Required action: Where a line below holds the string "Content", copy that line.

Source data
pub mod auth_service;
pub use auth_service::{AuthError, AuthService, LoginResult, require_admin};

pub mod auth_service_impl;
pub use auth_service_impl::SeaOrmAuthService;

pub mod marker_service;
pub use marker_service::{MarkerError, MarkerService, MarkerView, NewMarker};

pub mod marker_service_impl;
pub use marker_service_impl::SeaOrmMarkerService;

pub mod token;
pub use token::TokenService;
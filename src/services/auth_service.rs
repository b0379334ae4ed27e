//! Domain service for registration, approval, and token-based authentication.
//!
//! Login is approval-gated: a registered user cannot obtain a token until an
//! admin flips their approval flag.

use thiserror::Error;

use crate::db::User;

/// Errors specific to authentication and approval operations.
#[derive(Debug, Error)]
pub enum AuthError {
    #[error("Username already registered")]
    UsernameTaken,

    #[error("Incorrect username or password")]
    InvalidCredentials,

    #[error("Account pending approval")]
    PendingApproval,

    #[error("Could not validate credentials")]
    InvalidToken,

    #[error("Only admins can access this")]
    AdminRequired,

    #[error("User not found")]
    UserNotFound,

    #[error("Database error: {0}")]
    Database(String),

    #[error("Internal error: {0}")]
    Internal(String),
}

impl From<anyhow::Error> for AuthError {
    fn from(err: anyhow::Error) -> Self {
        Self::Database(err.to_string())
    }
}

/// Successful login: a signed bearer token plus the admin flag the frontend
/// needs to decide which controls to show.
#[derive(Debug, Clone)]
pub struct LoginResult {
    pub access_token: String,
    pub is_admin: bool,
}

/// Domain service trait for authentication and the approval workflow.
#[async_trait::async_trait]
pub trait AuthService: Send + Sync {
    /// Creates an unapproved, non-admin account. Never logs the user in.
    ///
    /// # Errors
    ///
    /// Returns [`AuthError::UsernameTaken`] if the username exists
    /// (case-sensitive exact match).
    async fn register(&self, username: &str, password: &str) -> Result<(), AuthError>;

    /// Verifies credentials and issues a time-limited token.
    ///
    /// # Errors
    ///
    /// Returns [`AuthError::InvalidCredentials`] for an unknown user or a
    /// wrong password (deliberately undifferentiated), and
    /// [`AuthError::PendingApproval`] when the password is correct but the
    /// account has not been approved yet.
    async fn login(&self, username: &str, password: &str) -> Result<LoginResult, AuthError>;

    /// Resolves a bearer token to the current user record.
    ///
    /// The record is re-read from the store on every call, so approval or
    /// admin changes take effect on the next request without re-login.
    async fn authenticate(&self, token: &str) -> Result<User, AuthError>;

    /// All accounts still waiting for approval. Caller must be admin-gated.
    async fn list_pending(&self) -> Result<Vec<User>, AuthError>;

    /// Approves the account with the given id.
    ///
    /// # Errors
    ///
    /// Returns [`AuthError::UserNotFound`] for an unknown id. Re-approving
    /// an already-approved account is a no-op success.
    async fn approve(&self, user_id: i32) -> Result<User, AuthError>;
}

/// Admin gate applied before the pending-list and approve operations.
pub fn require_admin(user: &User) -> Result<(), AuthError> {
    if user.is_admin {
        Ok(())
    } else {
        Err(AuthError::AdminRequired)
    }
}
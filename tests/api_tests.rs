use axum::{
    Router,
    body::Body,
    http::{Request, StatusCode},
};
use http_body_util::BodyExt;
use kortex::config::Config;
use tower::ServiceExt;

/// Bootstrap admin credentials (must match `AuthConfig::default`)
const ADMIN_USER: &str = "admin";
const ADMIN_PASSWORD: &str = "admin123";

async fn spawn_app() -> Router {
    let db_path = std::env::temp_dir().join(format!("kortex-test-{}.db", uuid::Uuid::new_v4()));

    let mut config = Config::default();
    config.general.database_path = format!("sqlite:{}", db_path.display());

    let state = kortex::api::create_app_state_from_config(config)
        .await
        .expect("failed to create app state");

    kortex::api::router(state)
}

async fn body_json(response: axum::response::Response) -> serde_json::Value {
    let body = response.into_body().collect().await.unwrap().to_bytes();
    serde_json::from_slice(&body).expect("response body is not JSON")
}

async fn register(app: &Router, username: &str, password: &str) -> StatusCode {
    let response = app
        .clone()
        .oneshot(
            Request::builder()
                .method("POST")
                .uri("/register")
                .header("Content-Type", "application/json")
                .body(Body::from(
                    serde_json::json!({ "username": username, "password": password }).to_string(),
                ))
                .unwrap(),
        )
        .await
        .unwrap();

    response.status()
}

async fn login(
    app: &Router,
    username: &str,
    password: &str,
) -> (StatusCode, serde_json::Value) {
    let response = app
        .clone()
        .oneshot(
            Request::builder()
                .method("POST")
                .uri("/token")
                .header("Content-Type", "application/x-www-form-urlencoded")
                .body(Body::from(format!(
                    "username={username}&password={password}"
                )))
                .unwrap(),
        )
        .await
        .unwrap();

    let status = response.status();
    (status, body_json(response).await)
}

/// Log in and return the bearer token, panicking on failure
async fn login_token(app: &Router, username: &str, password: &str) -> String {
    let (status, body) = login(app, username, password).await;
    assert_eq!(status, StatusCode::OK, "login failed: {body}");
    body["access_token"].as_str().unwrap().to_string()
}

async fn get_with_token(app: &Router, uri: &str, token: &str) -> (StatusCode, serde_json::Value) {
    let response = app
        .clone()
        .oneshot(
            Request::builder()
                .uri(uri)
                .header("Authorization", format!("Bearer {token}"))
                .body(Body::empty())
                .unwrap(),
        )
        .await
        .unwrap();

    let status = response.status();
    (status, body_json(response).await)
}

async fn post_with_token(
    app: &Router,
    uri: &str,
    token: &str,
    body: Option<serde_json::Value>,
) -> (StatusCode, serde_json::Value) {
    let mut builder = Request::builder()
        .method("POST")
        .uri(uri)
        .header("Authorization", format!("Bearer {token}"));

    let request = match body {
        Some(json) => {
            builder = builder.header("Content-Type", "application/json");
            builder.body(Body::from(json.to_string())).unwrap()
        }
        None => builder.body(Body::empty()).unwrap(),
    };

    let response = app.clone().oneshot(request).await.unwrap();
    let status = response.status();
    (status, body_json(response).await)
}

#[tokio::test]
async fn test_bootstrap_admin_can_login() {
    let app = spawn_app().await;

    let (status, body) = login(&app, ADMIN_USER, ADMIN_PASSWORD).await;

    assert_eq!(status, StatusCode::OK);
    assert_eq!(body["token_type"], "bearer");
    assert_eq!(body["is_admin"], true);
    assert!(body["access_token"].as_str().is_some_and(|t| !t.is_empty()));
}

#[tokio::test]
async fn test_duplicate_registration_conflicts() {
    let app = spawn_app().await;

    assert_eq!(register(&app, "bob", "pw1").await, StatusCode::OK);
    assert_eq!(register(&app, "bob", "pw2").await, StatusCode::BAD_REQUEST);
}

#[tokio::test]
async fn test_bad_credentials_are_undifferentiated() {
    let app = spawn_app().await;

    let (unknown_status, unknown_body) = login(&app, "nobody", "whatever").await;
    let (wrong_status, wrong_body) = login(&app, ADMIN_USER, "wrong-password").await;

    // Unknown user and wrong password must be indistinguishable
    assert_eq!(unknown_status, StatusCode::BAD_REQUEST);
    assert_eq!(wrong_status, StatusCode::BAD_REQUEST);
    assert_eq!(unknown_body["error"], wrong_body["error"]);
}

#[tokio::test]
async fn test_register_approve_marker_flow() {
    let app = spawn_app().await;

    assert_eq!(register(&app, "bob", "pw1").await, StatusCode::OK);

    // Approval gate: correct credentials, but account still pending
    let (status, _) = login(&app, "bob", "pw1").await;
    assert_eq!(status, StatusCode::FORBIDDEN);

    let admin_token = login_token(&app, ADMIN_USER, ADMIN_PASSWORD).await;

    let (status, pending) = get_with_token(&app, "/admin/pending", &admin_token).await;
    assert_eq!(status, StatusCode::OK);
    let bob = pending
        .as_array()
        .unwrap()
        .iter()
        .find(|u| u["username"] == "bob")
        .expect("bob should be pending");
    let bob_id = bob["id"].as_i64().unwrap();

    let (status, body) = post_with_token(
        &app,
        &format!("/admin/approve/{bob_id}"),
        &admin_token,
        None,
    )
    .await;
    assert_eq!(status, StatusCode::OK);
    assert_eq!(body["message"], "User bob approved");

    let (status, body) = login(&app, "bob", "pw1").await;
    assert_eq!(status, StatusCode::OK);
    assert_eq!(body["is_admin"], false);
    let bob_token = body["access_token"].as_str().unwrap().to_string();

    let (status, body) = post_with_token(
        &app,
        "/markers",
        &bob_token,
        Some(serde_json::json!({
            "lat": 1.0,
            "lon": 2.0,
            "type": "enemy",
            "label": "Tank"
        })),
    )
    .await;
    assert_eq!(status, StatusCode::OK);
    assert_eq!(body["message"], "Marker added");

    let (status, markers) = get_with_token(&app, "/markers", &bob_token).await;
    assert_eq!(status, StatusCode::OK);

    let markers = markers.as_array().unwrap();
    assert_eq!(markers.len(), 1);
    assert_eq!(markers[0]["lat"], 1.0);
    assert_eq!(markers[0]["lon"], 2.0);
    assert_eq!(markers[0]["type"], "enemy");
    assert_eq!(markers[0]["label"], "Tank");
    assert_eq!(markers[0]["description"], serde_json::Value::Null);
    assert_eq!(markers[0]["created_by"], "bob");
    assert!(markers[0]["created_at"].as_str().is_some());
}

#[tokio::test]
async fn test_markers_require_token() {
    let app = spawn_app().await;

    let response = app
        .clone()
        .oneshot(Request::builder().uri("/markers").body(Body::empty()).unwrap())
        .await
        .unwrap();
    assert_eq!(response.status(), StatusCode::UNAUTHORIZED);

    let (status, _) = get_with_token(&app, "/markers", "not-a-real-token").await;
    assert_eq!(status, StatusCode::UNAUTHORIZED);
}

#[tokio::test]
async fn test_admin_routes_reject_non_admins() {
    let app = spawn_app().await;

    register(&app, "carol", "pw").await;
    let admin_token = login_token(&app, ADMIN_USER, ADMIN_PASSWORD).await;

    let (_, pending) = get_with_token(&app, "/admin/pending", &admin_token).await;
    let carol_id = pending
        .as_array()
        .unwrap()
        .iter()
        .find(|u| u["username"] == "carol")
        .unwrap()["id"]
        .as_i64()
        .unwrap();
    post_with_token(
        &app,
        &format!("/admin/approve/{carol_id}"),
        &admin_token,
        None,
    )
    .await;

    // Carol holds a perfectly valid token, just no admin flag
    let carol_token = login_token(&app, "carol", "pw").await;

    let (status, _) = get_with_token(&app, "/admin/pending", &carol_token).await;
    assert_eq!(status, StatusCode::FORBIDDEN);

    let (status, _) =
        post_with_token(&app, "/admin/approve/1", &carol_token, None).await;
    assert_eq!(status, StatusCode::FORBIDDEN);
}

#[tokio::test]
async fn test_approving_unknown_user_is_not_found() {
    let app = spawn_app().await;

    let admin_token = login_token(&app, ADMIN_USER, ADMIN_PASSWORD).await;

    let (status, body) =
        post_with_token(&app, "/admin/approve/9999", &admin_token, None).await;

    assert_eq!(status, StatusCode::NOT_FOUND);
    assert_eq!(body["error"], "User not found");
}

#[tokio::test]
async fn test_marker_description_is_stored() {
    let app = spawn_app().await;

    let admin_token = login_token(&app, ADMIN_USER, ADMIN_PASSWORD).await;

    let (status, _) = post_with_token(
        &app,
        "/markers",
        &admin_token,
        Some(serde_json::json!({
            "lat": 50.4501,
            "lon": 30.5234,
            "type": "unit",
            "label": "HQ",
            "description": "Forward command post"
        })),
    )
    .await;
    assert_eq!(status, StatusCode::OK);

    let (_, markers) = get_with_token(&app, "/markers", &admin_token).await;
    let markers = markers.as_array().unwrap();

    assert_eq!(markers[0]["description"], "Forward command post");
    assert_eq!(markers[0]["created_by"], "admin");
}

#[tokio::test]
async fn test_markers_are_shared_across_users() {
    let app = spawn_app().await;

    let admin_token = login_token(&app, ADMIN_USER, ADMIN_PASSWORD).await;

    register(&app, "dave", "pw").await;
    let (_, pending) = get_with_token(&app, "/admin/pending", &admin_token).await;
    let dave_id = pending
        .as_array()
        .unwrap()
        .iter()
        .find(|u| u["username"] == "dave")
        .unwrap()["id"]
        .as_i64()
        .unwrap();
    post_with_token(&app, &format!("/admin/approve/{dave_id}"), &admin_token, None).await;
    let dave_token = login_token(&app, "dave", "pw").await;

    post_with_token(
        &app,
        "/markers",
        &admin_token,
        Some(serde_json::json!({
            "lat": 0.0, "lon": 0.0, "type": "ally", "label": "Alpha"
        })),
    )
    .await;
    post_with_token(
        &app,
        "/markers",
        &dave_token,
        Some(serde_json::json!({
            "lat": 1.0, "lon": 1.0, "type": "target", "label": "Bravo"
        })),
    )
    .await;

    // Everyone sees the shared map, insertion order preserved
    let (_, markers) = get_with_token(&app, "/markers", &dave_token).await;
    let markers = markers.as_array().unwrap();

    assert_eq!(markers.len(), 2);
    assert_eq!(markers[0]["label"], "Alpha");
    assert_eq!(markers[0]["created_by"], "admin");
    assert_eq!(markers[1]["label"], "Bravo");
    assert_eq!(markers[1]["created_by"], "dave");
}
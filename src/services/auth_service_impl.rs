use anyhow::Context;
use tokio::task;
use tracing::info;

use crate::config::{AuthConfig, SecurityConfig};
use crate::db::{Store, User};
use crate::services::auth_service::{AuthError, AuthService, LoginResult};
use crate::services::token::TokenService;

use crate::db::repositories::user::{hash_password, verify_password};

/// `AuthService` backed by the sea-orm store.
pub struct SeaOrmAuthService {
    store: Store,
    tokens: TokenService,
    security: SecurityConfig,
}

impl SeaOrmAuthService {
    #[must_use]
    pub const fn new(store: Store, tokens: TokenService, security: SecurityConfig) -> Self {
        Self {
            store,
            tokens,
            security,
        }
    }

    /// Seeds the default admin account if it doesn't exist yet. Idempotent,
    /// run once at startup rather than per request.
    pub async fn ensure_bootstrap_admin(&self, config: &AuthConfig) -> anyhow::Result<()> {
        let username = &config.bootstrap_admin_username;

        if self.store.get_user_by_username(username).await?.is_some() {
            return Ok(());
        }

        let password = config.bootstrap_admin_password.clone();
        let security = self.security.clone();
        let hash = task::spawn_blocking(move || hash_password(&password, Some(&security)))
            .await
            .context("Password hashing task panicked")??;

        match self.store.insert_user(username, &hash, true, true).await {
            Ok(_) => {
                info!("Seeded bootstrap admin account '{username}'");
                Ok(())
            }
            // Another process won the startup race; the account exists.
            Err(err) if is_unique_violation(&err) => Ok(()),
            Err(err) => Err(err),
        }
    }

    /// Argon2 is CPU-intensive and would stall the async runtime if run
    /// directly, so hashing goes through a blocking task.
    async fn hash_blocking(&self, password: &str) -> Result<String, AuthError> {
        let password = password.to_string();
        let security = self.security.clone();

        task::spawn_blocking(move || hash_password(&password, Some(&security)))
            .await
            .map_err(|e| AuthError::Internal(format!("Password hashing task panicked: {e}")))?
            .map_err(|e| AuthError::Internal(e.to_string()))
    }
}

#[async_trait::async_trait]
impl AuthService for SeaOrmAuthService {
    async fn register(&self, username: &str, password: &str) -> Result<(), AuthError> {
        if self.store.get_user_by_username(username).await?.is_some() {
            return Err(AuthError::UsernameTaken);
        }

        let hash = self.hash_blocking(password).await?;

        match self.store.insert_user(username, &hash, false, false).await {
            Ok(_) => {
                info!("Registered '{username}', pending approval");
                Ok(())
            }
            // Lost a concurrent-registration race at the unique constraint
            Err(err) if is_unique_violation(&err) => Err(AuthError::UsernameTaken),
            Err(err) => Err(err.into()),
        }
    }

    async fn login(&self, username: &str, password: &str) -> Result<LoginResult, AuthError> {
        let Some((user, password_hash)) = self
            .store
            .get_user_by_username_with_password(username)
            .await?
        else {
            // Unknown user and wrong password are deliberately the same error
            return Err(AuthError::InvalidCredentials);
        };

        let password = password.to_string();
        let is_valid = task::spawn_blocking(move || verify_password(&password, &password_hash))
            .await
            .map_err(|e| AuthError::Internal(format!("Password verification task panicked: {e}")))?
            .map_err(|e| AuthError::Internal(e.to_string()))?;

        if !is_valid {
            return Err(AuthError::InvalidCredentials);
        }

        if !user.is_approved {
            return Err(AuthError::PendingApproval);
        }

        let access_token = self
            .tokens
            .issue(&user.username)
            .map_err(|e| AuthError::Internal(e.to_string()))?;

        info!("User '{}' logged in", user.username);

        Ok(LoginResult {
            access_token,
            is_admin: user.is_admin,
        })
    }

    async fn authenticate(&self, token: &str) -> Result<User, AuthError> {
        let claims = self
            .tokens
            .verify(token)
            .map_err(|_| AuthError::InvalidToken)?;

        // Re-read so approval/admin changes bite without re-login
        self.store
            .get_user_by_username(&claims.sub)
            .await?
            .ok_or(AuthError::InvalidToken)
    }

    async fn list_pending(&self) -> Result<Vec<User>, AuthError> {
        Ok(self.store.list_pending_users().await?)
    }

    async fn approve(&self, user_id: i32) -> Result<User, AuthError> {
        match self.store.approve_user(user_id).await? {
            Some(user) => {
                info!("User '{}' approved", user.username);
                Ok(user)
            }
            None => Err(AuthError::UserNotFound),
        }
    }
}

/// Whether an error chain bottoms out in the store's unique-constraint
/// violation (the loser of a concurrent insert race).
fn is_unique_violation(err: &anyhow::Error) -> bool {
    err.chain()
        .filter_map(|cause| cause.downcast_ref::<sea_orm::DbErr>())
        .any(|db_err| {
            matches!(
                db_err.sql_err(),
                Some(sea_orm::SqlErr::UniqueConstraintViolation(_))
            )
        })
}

Answer to the exercise:
                .header("Content-Type", "application/json")
                .header("Content-Type", "application/x-www-form-urlencoded")
            builder = builder.header("Content-Type", "application/json");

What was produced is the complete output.